=== WHAT IS REQUIRED ===
Give the data again exactly, from its opening line through the line in which "const FILMS: &[Record]" appears.
----- RECORDS -----
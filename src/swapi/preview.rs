//! Bundled preview records shown before the first network refresh.

use super::types::{Entity, EntityType};

type Record = (&'static str, &'static str, &'static [(&'static str, &'static str)]);

const FILMS: &[Record] = &[
  ("1", "A New Hope", &[("director", "George Lucas"), ("release_date", "1977-05-25")]),
  ("2", "The Empire Strikes Back", &[("director", "Irvin Kershner"), ("release_date", "1980-05-17")]),
  ("3", "Return of the Jedi", &[("director", "Richard Marquand"), ("release_date", "1983-05-25")]),
  ("4", "The Phantom Menace", &[("director", "George Lucas"), ("release_date", "1999-05-19")]),
  ("5", "Attack of the Clones", &[("director", "George Lucas"), ("release_date", "2002-05-16")]),
  ("6", "Revenge of the Sith", &[("director", "George Lucas"), ("release_date", "2005-05-19")]),
];

const PEOPLE: &[Record] = &[
  ("1", "Luke Skywalker", &[("height", "172"), ("birth_year", "19BBY")]),
  ("2", "C-3PO", &[("height", "167"), ("birth_year", "112BBY")]),
  ("3", "R2-D2", &[("height", "96"), ("birth_year", "33BBY")]),
  ("4", "Darth Vader", &[("height", "202"), ("birth_year", "41.9BBY")]),
  ("5", "Leia Organa", &[("height", "150"), ("birth_year", "19BBY")]),
  ("10", "Obi-Wan Kenobi", &[("height", "182"), ("birth_year", "57BBY")]),
];

const PLANETS: &[Record] = &[
  ("1", "Tatooine", &[("climate", "arid"), ("terrain", "desert")]),
  ("2", "Alderaan", &[("climate", "temperate"), ("terrain", "grasslands, mountains")]),
  ("3", "Yavin IV", &[("climate", "temperate, tropical"), ("terrain", "jungle, rainforests")]),
  ("4", "Hoth", &[("climate", "frozen"), ("terrain", "tundra, ice caves")]),
  ("5", "Dagobah", &[("climate", "murky"), ("terrain", "swamp, jungles")]),
];

const STARSHIPS: &[Record] = &[
  ("2", "CR90 corvette", &[("model", "CR90 corvette"), ("starship_class", "corvette")]),
  ("3", "Star Destroyer", &[("model", "Imperial I-class Star Destroyer"), ("starship_class", "Star Destroyer")]),
  ("10", "Millennium Falcon", &[("model", "YT-1300 light freighter"), ("starship_class", "Light freighter")]),
  ("12", "X-wing", &[("model", "T-65 X-wing"), ("starship_class", "Starfighter")]),
];

const VEHICLES: &[Record] = &[
  ("4", "Sand Crawler", &[("model", "Digger Crawler"), ("vehicle_class", "wheeled")]),
  ("6", "T-16 skyhopper", &[("model", "T-16 skyhopper"), ("vehicle_class", "repulsorcraft")]),
  ("7", "X-34 landspeeder", &[("model", "X-34 landspeeder"), ("vehicle_class", "repulsorcraft")]),
];

const SPECIES: &[Record] = &[
  ("1", "Human", &[("classification", "mammal"), ("language", "Galactic Basic")]),
  ("2", "Droid", &[("classification", "artificial"), ("language", "n/a")]),
  ("3", "Wookie", &[("classification", "mammal"), ("language", "Shyriiwook")]),
];

/// Preview records for a type; empty for types without bundled data.
pub fn preview_entities(entity_type: EntityType) -> Vec<Entity> {
  let records: &[Record] = match entity_type {
    EntityType::Films => FILMS,
    EntityType::People => PEOPLE,
    EntityType::Planets => PLANETS,
    EntityType::Starships => STARSHIPS,
    EntityType::Vehicles => VEHICLES,
    EntityType::Species => SPECIES,
    EntityType::Transports => &[],
  };

  records
    .iter()
    .map(|(uid, name, properties)| {
      properties.iter().fold(
        Entity::new(entity_type, *uid, *name),
        |entity, (key, value)| entity.with_property(key, *value),
      )
    })
    .collect()
}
-----
=== REPLY TO THE TASK ===
filename src/swapi/preview.rs
//! Bundled preview records shown before the first network refresh.

use super::types::{Entity, EntityType};

type Record = (&'static str, &'static str, &'static [(&'static str, &'static str)]);

const FILMS: &[Record] = &[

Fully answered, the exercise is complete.